Попробуйте-ка стряхнуть простыню у Басалоева, когда у него обе ноги от стопы
до бедра в гипсе!..
Сестре помогают две женщины. Это наши шефы, работницы соседнего завода.
Вот помощники: все сделают, только им укажи! Я им сказала, что обожженный
танкист ничего не ест, только хочет соленых огурцов. А где их взять во время
блокады?.. Так они достали, достали! И принесли ему в стеклянной баночке.
Как он обрадовался! Съел огурцы, а после стал есть и другое.
Этот танкист самый тяжелый больной. Чтобы он заснул, надо ему почитать.
Я им и про это сказала. И они почитают... А вот про грелку никому не
сказала!.. И ему надо сразу дать грелку и поить горячим. А я никому не
сказала... Но, быть может, догадаются... догадаются... сестра догадается.

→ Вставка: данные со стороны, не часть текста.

use std::collections::{HashMap, VecDeque};
use std::fmt::Write as _;
use std::sync::Arc;

use anyhow::{Context, Result};
use menuguard_core::domain::menu::MenuCatalog;
use menuguard_core::domain::session::SessionId;
use menuguard_core::domain::topic::TopicLabel;
use menuguard_core::validation::price::format_price;
use serde::{Deserialize, Serialize};
use tokio::sync::Mutex;
use tracing::{info, warn};

use crate::guardrails::{GuardrailError, GuardrailManager, InputOutcome, OutputOutcome};
use crate::llm::LlmClient;

pub const DEFAULT_HISTORY_TURNS: usize = 6;

#[derive(Clone, Copy, Debug, PartialEq, Eq, Serialize, Deserialize)]
#[serde(rename_all = "snake_case")]
pub enum ReplyDisposition {
    Delivered,
    Corrected,
    Refused,
    Clarification,
    Blocked,
}

#[derive(Clone, Debug, PartialEq, Eq, Serialize, Deserialize)]
pub struct TurnReply {
    pub text: String,
    pub disposition: ReplyDisposition,
}

impl TurnReply {
    fn new(text: impl Into<String>, disposition: ReplyDisposition) -> Self {
        Self { text: text.into(), disposition }
    }
}

/// Per-session tally of how inputs were labelled.
#[derive(Clone, Copy, Debug, Default, PartialEq, Eq, Serialize, Deserialize)]
pub struct ConversationSummary {
    pub total_queries: usize,
    pub on_topic: usize,
    pub off_topic: usize,
    pub clarify: usize,
}

impl ConversationSummary {
    fn record(&mut self, label: TopicLabel) {
        self.total_queries += 1;
        match label {
            TopicLabel::OnTopic => self.on_topic += 1,
            TopicLabel::OffTopic => self.off_topic += 1,
            TopicLabel::Clarify => self.clarify += 1,
        }
    }
}

#[derive(Clone, Debug)]
struct Exchange {
    guest: String,
    assistant: String,
}

#[derive(Default)]
struct Conversation {
    exchanges: VecDeque<Exchange>,
    summary: ConversationSummary,
}

/// One guarded turn per call: input check, model call, output check.
pub struct AgentRuntime {
    guardrails: Arc<GuardrailManager>,
    llm: Arc<dyn LlmClient>,
    history_turns: usize,
    conversations: Mutex<HashMap<SessionId, Conversation>>,
}

impl AgentRuntime {
    pub fn new(guardrails: Arc<GuardrailManager>, llm: Arc<dyn LlmClient>) -> Self {
        Self {
            guardrails,
            llm,
            history_turns: DEFAULT_HISTORY_TURNS,
            conversations: Mutex::new(HashMap::new()),
        }
    }

    pub fn with_history_turns(mut self, history_turns: usize) -> Self {
        self.history_turns = history_turns;
        self
    }

    pub fn guardrails(&self) -> &GuardrailManager {
        &self.guardrails
    }

    pub async fn handle_message(&self, session_id: &SessionId, text: &str) -> Result<TurnReply> {
        let input = match self.guardrails.check_input(session_id, text).await {
            Ok(input) => input,
            Err(GuardrailError::Embedding(error)) => {
                warn!(
                    event_name = "runtime.embedding.failed",
                    session_id = %session_id,
                    error = %error,
                    "embedding failed, asking guest to rephrase"
                );
                return Ok(TurnReply::new(
                    self.guardrails.messages().clarification.clone(),
                    ReplyDisposition::Clarification,
                ));
            }
            Err(error) => return Err(error.into()),
        };

        self.conversation(session_id, |conversation| {
            conversation.summary.record(input.classification().label)
        })
        .await;

        match input {
            InputOutcome::Blocked { message, .. } => {
                return Ok(TurnReply::new(message, ReplyDisposition::Refused))
            }
            InputOutcome::Clarify { message, .. } => {
                return Ok(TurnReply::new(message, ReplyDisposition::Clarification))
            }
            InputOutcome::Passed { .. } => {}
        }

        let prompt = self.build_prompt(session_id, text).await;
        let generated = match self.llm.complete(&prompt).await {
            Ok(generated) => generated,
            Err(error) => {
                self.guardrails.abandon_turn(session_id).await?;
                return Err(error.context("language model completion failed"));
            }
        };

        let output = self
            .guardrails
            .check_output(session_id, &generated)
            .await
            .context("output guardrail check failed")?;

        let reply = match output {
            OutputOutcome::Blocked { message, .. } => {
                TurnReply::new(message, ReplyDisposition::Blocked)
            }
            OutputOutcome::Corrected { text: corrected, .. } => {
                TurnReply::new(corrected, ReplyDisposition::Corrected)
            }
            OutputOutcome::Passed { text: passed } => {
                TurnReply::new(passed, ReplyDisposition::Delivered)
            }
        };

        if reply.disposition != ReplyDisposition::Blocked {
            let history_turns = self.history_turns;
            let exchange = Exchange { guest: text.to_string(), assistant: reply.text.clone() };
            self.conversation(session_id, move |conversation| {
                conversation.exchanges.push_back(exchange);
                while conversation.exchanges.len() > history_turns {
                    conversation.exchanges.pop_front();
                }
            })
            .await;
        }

        info!(
            event_name = "runtime.turn.completed",
            session_id = %session_id,
            disposition = ?reply.disposition,
            "turn completed"
        );
        Ok(reply)
    }

    pub async fn summary(&self, session_id: &SessionId) -> ConversationSummary {
        self.conversations
            .lock()
            .await
            .get(session_id)
            .map(|conversation| conversation.summary)
            .unwrap_or_default()
    }

    /// Forgets history and allergen constraints but keeps the session id.
    pub async fn reset(&self, session_id: &SessionId) {
        self.conversations.lock().await.remove(session_id);
        self.guardrails.reset_session(session_id).await;
    }

    pub async fn end(&self, session_id: &SessionId) {
        self.conversations.lock().await.remove(session_id);
        self.guardrails.end_session(session_id).await;
    }

    async fn conversation<F>(&self, session_id: &SessionId, update: F)
    where
        F: FnOnce(&mut Conversation),
    {
        let mut conversations = self.conversations.lock().await;
        update(conversations.entry(session_id.clone()).or_default());
    }

    async fn build_prompt(&self, session_id: &SessionId, text: &str) -> String {
        let mut prompt = system_prompt(self.guardrails.menu());
        let conversations = self.conversations.lock().await;
        if let Some(conversation) = conversations.get(session_id) {
            for exchange in &conversation.exchanges {
                let _ = write!(
                    prompt,
                    "\nGuest: {}\nAssistant: {}\n",
                    exchange.guest, exchange.assistant
                );
            }
        }
        let _ = write!(prompt, "\nGuest: {text}\nAssistant:");
        prompt
    }
}

pub fn system_prompt(menu: &MenuCatalog) -> String {
    let mut prompt = String::from(
        "You are a helpful restaurant ordering assistant. Help guests choose from the menu \
         below.\n\nRules:\n\
         1. Only recommend items that are on the menu.\n\
         2. Always state prices exactly as listed.\n\
         3. Take allergies and dietary restrictions seriously and give accurate allergen \
         information.\n\
         4. Keep replies short, one to three sentences, with the most important facts first.\n\
         5. Answer yes/no questions directly before explaining.\n\nMENU:\n",
    );

    for item in menu.items() {
        let allergens = if item.allergens.is_empty() {
            "none".to_string()
        } else {
            item.allergens.iter().map(|allergen| allergen.as_str()).collect::<Vec<_>>().join(", ")
        };
        let _ = writeln!(
            prompt,
            "- {} (${}) [{}] allergens: {}",
            item.name,
            format_price(item.price),
            item.category,
            allergens
        );
    }
    prompt
}
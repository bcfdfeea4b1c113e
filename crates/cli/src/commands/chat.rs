use anyhow::{Context, Result};
use menuguard_agent::bootstrap::bootstrap_with_config;
use menuguard_agent::guardrails::GuardrailError;
use menuguard_agent::runtime::{AgentRuntime, ReplyDisposition};
use menuguard_core::config::LoadOptions;
use menuguard_core::domain::session::SessionId;
use tokio::io::{self, AsyncBufRead, AsyncBufReadExt, AsyncWrite, AsyncWriteExt, BufReader};
use tracing::{error, info};
use uuid::Uuid;

use crate::commands::{
    async_runtime, interface_error, prepare, CommandResult, EXIT_BOOTSTRAP, EXIT_RUNTIME,
};

const GREETING: &str =
    "Welcome! Ask me about the menu, prices, or allergens. Commands: /reset, /summary, /quit";
const TURN_FAILED: &str =
    "Sorry, I couldn't reach the kitchen assistant just now. Please try again.";

pub fn run(options: LoadOptions, session: Option<String>) -> CommandResult {
    let config = match prepare("chat", options) {
        Ok(config) => config,
        Err(failure) => return failure,
    };
    let runtime = match async_runtime("chat") {
        Ok(runtime) => runtime,
        Err(failure) => return failure,
    };

    let app = match runtime.block_on(bootstrap_with_config(config)) {
        Ok(app) => app,
        Err(error) => {
            return CommandResult::failure("chat", "bootstrap", error.to_string(), EXIT_BOOTSTRAP)
        }
    };

    let session_id = SessionId::new(session.unwrap_or_else(|| Uuid::new_v4().to_string()));
    let result = runtime.block_on(converse(
        &app.runtime,
        &session_id,
        BufReader::new(io::stdin()),
        io::stdout(),
    ));

    match result {
        Ok(()) => CommandResult::raw(0, ""),
        Err(error) => CommandResult::failure("chat", "io", format!("{error:#}"), EXIT_RUNTIME),
    }
}

/// Reads guest lines until EOF or `/quit`, writing one reply per line.
pub async fn converse<R, W>(
    runtime: &AgentRuntime,
    session_id: &SessionId,
    reader: R,
    mut writer: W,
) -> Result<()>
where
    R: AsyncBufRead + Unpin,
    W: AsyncWrite + Unpin,
{
    info!(event_name = "chat.session.started", session_id = %session_id, "chat session started");
    write_line(&mut writer, GREETING).await?;

    let mut lines = reader.lines();
    loop {
        writer.write_all(b"> ").await.context("failed to write prompt")?;
        writer.flush().await.context("failed to flush prompt")?;

        let Some(line) = lines.next_line().await.context("failed to read input")? else {
            break;
        };
        let line = line.trim();
        if line.is_empty() {
            continue;
        }

        match line {
            "/quit" | "/exit" => break,
            "/reset" => {
                runtime.reset(session_id).await;
                write_line(&mut writer, "Conversation reset. Allergy notes were cleared.").await?;
            }
            "/summary" => {
                let summary = runtime.summary(session_id).await;
                let rendered = format!(
                    "queries: {}, on topic: {}, off topic: {}, needed clarification: {}",
                    summary.total_queries, summary.on_topic, summary.off_topic, summary.clarify
                );
                write_line(&mut writer, &rendered).await?;
            }
            text => match runtime.handle_message(session_id, text).await {
                Ok(reply) => {
                    if reply.disposition == ReplyDisposition::Corrected {
                        info!(
                            event_name = "chat.reply.corrected",
                            session_id = %session_id,
                            "delivered a price-corrected reply"
                        );
                    }
                    write_line(&mut writer, &reply.text).await?;
                }
                Err(turn_error) => match turn_error.downcast::<GuardrailError>() {
                    Ok(failure) => {
                        let interface = interface_error("chat", failure);
                        let rendered = format!(
                            "{} (reference: {})",
                            interface.user_message(),
                            interface.correlation_id()
                        );
                        write_line(&mut writer, &rendered).await?;
                    }
                    Err(turn_error) => {
                        error!(
                            event_name = "chat.turn.failed",
                            session_id = %session_id,
                            error = %format!("{turn_error:#}"),
                            "chat turn failed"
                        );
                        write_line(&mut writer, TURN_FAILED).await?;
                    }
                },
            },
        }
    }

    runtime.end(session_id).await;
    info!(event_name = "chat.session.ended", session_id = %session_id, "chat session ended");
    Ok(())
}

async fn write_line<W: AsyncWrite + Unpin>(writer: &mut W, text: &str) -> Result<()> {
    writer.write_all(text.as_bytes()).await.context("failed to write reply")?;
    writer.write_all(b"\n").await.context("failed to write reply")?;
    writer.flush().await.context("failed to flush reply")
}
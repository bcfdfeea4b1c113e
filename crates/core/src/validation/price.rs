use std::sync::OnceLock;

use regex::Regex;
use rust_decimal::Decimal;
use serde::{Deserialize, Serialize};

use crate::domain::menu::{MenuCatalog, MenuItem};
use crate::validation::dishes::{detect_dishes, DishMention};

pub const DEFAULT_MAX_PAIR_DISTANCE: usize = 50;

// A currency symbol, or a decimal fraction, is required: a bare "6" is more
// often a count ("6 pieces") than a price. The whole number is consumed so an
// over-long fraction ("$2.490") is dropped rather than cut short.
const PRICE_TOKEN_PATTERN: &str =
    r"(?:(?P<symbol>[$€£])\s?(?P<amount>\d+(?:\.\d+)?)|\b(?P<bare>\d+\.\d+))\b";

const MAX_FRACTION_DIGITS: usize = 2;

fn price_token_regex() -> &'static Regex {
    static PATTERN: OnceLock<Regex> = OnceLock::new();
    PATTERN.get_or_init(|| Regex::new(PRICE_TOKEN_PATTERN).expect("price token pattern compiles"))
}

#[derive(Clone, Copy, Debug, PartialEq, Eq, Serialize, Deserialize)]
#[serde(rename_all = "snake_case")]
pub enum PriceVerdict {
    Correct,
    Correctable,
    Unverifiable,
}

/// A currency figure found in generated text.
#[derive(Clone, Debug, PartialEq, Eq, Serialize, Deserialize)]
pub struct PriceToken {
    pub start: usize,
    pub end: usize,
    /// Offset where the digits begin (after any currency symbol).
    pub amount_start: usize,
    pub value: Decimal,
}

#[derive(Clone, Debug, PartialEq, Eq, Serialize, Deserialize)]
pub struct PriceFinding {
    pub dish: Option<MenuItem>,
    pub stated_price: Decimal,
    pub actual_price: Option<Decimal>,
    pub verdict: PriceVerdict,
    pub start: usize,
    pub end: usize,
}

/// A price token whose nearest dish name overlaps another dish name, so the
/// figure cannot be attributed safely.
#[derive(Clone, Debug, PartialEq, Eq, Serialize, Deserialize)]
pub struct AmbiguousPrice {
    pub stated_price: Decimal,
    pub candidates: Vec<String>,
    pub start: usize,
    pub end: usize,
}

#[derive(Clone, Debug, PartialEq, Eq, Serialize, Deserialize)]
pub struct PriceReport {
    pub findings: Vec<PriceFinding>,
    pub ambiguities: Vec<AmbiguousPrice>,
    pub corrected_text: String,
}

impl PriceReport {
    pub fn corrections(&self) -> impl Iterator<Item = &PriceFinding> {
        self.findings.iter().filter(|finding| finding.verdict == PriceVerdict::Correctable)
    }

    pub fn has_corrections(&self) -> bool {
        self.corrections().next().is_some()
    }

    pub fn is_ambiguous(&self) -> bool {
        !self.ambiguities.is_empty()
    }
}

#[derive(Debug, PartialEq, Eq)]
pub enum Pairing<'m, 'a> {
    Dish(&'m DishMention<'a>),
    Ambiguous(Vec<&'m DishMention<'a>>),
    Unpaired,
}

/// Attributes `tokens[index]` to a dish.
///
/// Candidates are dish mentions that end before the token, no further than
/// `max_distance` bytes away, with no other price token in between. The nearest
/// candidate wins even when a farther one was the intended dish. A contested
/// nearest candidate makes the pairing ambiguous.
pub fn pair_price_token<'m, 'a>(
    mentions: &'m [DishMention<'a>],
    tokens: &[PriceToken],
    index: usize,
    max_distance: usize,
) -> Pairing<'m, 'a> {
    let Some(token) = tokens.get(index) else {
        return Pairing::Unpaired;
    };

    let nearest = mentions
        .iter()
        .filter(|mention| mention.end <= token.start)
        .filter(|mention| token.start - mention.end <= max_distance)
        .filter(|mention| {
            !tokens.iter().any(|other| other.start >= mention.end && other.end <= token.start)
        })
        .max_by_key(|mention| mention.end);

    match nearest {
        None => Pairing::Unpaired,
        Some(mention) if mention.contested => {
            let rivals = mentions
                .iter()
                .filter(|other| other.start < mention.end && mention.start < other.end)
                .collect();
            Pairing::Ambiguous(rivals)
        }
        Some(mention) => Pairing::Dish(mention),
    }
}

pub fn find_price_tokens(text: &str) -> Vec<PriceToken> {
    price_token_regex()
        .captures_iter(text)
        .filter_map(|captures| {
            let whole = captures.get(0)?;
            let amount = captures.name("amount").or_else(|| captures.name("bare"))?;
            let fraction_digits =
                amount.as_str().split_once('.').map_or(0, |(_, fraction)| fraction.len());
            if fraction_digits > MAX_FRACTION_DIGITS {
                return None;
            }
            let value = amount.as_str().parse::<Decimal>().ok()?;
            Some(PriceToken {
                start: whole.start(),
                end: whole.end(),
                amount_start: amount.start(),
                value,
            })
        })
        .collect()
}

pub fn format_price(price: Decimal) -> String {
    let mut rounded = price.round_dp(2);
    rounded.rescale(2);
    rounded.to_string()
}

/// Checks every stated price against the catalog and rewrites wrong ones.
#[derive(Clone, Debug)]
pub struct PriceValidator {
    max_pair_distance: usize,
}

impl Default for PriceValidator {
    fn default() -> Self {
        Self::new(DEFAULT_MAX_PAIR_DISTANCE)
    }
}

impl PriceValidator {
    pub fn new(max_pair_distance: usize) -> Self {
        Self { max_pair_distance }
    }

    pub fn max_pair_distance(&self) -> usize {
        self.max_pair_distance
    }

    pub fn validate(&self, generated_text: &str, menu: &MenuCatalog) -> PriceReport {
        let mentions = detect_dishes(generated_text, menu);
        let tokens = find_price_tokens(generated_text);

        let mut findings = Vec::with_capacity(tokens.len());
        let mut ambiguities = Vec::new();
        let mut replacements: Vec<(usize, usize, String)> = Vec::new();

        for (index, token) in tokens.iter().enumerate() {
            match pair_price_token(&mentions, &tokens, index, self.max_pair_distance) {
                Pairing::Unpaired => findings.push(PriceFinding {
                    dish: None,
                    stated_price: token.value,
                    actual_price: None,
                    verdict: PriceVerdict::Unverifiable,
                    start: token.start,
                    end: token.end,
                }),
                Pairing::Ambiguous(rivals) => ambiguities.push(AmbiguousPrice {
                    stated_price: token.value,
                    candidates: rivals.iter().map(|mention| mention.item.name.clone()).collect(),
                    start: token.start,
                    end: token.end,
                }),
                Pairing::Dish(mention) => {
                    let actual = mention.item.price;
                    let verdict = if token.value == actual {
                        PriceVerdict::Correct
                    } else {
                        replacements.push((token.amount_start, token.end, format_price(actual)));
                        PriceVerdict::Correctable
                    };
                    findings.push(PriceFinding {
                        dish: Some(mention.item.clone()),
                        stated_price: token.value,
                        actual_price: Some(actual),
                        verdict,
                        start: token.start,
                        end: token.end,
                    });
                }
            }
        }

        let corrected_text = if ambiguities.is_empty() {
            apply_replacements(generated_text, &replacements)
        } else {
            generated_text.to_string()
        };

        PriceReport { findings, ambiguities, corrected_text }
    }
}

fn apply_replacements(text: &str, replacements: &[(usize, usize, String)]) -> String {
    let mut corrected = text.to_string();
    for (start, end, replacement) in replacements.iter().rev() {
        corrected.replace_range(*start..*end, replacement);
    }
    corrected
}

Там вместо меня Мартынова, ее учить не надо. Да, это все от меня уже отошло.
Теперь другие заботы... Сколько же мне стоять? Подряд четыре часа. Не так
много. Но эти часы долгие... Машины пришли из города все до одной. Дядя Вася
свою работу закончил, стихло на дворе и в переулке... А мне еще стоять и
стоять.
И вот не светят больше огоньки. Закрылись окна шторами. Корпуса вокруг
меня стоят безмолвные, темные. А по асфальту двора забегали крысы. Я вошла в
будку, дверь со Двора прикрыла и засветила у себя огонек, фонарь "летучую
мышь" на опрокинутом ящике. Ящик здесь вместо стула и вместо стола. И мне
захотелось прибрать свою будку, подмести хотя немножко. Я поставила винтовку
в угол и взяла метлу дяди Васи. Только я взмахнула метлой - ко мне в будку
со двора входит военный. Высокий, фуражка на брови надвинута, на груди сияет
электрический фонарик. Он сразу, даже на меня не взглянув, направился к
маленькой дверце, чтобы выйти в переулок.
Уже откинул крючок дверцы... Мигом я очутилась около него.
- Вы куда?
- В соседний госпиталь, - ответил он и толкнул дверцу.
Но я потянула дверцу обратно, и он с удивлением на меня посмотрел.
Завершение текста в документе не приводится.